(Dataset entries)
####################

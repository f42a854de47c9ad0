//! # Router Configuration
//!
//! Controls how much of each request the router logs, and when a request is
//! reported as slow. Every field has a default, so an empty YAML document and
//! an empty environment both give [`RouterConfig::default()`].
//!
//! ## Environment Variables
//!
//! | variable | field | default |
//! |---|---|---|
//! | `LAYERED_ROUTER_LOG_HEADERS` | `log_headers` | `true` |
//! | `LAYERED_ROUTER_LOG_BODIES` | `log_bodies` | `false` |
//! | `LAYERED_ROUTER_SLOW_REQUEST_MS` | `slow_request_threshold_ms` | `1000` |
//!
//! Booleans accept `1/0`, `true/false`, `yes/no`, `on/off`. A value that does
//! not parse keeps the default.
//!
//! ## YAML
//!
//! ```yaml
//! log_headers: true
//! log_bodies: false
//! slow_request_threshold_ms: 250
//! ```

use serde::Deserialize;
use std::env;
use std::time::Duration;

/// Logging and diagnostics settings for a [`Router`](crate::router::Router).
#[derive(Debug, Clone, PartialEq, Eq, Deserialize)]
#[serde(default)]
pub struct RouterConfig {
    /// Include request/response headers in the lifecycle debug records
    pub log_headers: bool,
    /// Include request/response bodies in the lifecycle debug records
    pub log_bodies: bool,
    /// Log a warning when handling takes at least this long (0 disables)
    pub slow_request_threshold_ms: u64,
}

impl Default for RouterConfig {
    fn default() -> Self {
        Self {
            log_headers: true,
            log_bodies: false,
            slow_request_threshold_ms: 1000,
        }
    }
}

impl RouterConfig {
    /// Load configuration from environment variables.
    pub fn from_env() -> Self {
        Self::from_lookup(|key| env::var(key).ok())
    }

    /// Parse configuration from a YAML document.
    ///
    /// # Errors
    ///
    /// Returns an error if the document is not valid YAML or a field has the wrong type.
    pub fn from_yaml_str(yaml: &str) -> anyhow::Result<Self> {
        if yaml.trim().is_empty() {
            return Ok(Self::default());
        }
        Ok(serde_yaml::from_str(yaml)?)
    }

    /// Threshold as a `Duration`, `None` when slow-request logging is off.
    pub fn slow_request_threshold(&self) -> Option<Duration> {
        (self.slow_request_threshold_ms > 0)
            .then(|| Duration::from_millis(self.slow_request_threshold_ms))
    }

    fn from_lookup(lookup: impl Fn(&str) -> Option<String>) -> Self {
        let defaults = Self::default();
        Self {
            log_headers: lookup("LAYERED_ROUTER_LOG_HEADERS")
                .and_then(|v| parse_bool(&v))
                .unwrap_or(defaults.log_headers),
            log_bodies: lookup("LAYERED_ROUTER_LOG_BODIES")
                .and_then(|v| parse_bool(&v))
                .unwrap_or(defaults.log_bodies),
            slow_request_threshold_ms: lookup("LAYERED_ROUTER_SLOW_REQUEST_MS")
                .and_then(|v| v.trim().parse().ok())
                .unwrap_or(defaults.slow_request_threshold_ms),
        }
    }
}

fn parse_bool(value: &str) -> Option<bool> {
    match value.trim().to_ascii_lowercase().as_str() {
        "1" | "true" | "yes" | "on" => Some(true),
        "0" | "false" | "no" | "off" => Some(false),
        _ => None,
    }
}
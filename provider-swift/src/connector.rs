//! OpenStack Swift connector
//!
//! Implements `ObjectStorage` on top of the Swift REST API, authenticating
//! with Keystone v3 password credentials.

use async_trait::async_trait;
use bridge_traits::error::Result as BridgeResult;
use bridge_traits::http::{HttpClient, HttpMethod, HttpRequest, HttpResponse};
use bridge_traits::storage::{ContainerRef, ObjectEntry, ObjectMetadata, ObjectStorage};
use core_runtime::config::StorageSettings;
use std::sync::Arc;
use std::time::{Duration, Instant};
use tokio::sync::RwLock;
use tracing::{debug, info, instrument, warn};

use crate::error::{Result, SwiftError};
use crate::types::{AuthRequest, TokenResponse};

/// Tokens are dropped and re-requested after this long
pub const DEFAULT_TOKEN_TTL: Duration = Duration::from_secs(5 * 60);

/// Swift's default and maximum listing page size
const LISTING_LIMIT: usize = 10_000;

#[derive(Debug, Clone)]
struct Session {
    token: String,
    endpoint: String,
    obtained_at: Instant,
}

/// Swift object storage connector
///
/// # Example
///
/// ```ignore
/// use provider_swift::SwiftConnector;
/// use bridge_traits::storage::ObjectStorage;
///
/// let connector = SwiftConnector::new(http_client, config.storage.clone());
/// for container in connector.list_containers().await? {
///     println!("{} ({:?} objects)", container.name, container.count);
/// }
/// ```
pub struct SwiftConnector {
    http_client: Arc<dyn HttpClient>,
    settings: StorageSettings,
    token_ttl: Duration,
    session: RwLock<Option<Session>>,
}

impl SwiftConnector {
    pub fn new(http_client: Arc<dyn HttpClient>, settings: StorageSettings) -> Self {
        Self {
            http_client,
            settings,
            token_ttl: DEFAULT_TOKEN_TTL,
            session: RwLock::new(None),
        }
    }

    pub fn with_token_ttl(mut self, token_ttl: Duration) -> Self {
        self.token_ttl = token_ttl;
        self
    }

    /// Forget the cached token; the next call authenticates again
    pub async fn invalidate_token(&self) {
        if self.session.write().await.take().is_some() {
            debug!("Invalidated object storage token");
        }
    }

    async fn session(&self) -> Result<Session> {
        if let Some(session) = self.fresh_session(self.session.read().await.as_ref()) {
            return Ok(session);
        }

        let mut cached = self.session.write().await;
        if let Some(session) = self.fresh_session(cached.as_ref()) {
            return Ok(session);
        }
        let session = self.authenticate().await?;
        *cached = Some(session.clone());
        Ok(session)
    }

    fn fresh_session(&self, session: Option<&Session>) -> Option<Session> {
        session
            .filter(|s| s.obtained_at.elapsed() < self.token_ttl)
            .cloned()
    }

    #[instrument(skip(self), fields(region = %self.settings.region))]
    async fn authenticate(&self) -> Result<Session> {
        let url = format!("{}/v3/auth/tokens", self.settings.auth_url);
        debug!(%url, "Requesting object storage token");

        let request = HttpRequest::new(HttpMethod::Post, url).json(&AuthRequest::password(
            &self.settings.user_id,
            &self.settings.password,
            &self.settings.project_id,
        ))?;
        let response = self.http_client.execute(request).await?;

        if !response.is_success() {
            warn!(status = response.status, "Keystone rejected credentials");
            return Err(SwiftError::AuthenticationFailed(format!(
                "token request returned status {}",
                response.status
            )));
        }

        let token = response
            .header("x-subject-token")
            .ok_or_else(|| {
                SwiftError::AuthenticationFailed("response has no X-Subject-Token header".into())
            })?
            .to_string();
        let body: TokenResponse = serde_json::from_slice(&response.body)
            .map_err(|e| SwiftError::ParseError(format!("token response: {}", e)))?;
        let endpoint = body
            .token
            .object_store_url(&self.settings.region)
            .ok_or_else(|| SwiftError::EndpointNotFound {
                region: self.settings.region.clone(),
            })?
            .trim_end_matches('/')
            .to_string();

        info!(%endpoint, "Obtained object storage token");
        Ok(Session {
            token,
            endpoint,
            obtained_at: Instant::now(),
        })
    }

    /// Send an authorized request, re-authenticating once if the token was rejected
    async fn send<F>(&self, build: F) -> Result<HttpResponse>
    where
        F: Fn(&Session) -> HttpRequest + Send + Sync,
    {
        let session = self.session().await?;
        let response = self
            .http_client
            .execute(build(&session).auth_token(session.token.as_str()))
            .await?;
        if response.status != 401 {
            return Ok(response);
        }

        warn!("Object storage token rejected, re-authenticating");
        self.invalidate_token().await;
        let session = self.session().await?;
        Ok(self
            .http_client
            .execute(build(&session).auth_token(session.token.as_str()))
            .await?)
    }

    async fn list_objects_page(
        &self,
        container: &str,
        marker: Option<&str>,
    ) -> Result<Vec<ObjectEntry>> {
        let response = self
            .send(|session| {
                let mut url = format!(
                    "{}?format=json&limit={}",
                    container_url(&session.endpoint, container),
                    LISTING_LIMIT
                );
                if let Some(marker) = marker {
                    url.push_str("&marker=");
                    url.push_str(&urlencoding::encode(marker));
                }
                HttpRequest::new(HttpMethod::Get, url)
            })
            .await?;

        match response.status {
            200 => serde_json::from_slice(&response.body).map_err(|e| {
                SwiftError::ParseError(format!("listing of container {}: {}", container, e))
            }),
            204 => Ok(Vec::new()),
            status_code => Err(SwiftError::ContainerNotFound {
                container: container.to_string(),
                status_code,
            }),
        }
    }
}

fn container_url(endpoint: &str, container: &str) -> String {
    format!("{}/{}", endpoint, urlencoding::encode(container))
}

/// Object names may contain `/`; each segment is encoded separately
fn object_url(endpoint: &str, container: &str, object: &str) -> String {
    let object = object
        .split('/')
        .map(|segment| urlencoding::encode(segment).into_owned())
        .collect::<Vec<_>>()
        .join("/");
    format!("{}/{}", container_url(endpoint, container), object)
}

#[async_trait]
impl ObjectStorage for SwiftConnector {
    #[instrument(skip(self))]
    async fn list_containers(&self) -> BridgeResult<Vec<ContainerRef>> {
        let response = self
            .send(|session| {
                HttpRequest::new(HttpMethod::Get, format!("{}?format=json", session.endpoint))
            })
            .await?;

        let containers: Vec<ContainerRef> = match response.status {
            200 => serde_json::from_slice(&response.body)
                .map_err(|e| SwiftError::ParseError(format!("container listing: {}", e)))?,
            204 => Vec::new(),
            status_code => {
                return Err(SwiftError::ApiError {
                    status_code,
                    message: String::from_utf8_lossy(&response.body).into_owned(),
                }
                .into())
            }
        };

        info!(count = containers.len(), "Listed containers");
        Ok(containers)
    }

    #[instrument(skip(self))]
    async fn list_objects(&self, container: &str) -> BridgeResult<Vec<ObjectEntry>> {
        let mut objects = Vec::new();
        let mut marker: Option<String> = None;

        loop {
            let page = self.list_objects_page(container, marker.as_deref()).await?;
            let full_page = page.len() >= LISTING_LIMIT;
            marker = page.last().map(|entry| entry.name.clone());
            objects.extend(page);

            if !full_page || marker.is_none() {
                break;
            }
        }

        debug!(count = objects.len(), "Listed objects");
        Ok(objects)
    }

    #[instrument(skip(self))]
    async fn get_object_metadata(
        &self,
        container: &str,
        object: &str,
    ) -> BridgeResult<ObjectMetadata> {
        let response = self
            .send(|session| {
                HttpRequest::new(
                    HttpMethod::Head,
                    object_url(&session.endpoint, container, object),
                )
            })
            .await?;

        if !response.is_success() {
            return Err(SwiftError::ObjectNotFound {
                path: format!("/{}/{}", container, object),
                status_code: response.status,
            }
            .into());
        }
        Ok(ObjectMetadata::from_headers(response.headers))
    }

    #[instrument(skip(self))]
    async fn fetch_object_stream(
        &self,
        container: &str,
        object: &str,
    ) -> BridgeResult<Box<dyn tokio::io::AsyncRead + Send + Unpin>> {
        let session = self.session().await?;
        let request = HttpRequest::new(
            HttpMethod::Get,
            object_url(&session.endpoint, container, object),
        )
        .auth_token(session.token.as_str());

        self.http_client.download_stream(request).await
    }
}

####################

** WORK TO COMPLETE **
What are the lines of the data above that include the string "long"? Copy them.

** EXPECTED ANSWER **
    /// Log a warning when handling takes at least this long (0 disables)
/// Tokens are dropped and re-requested after this long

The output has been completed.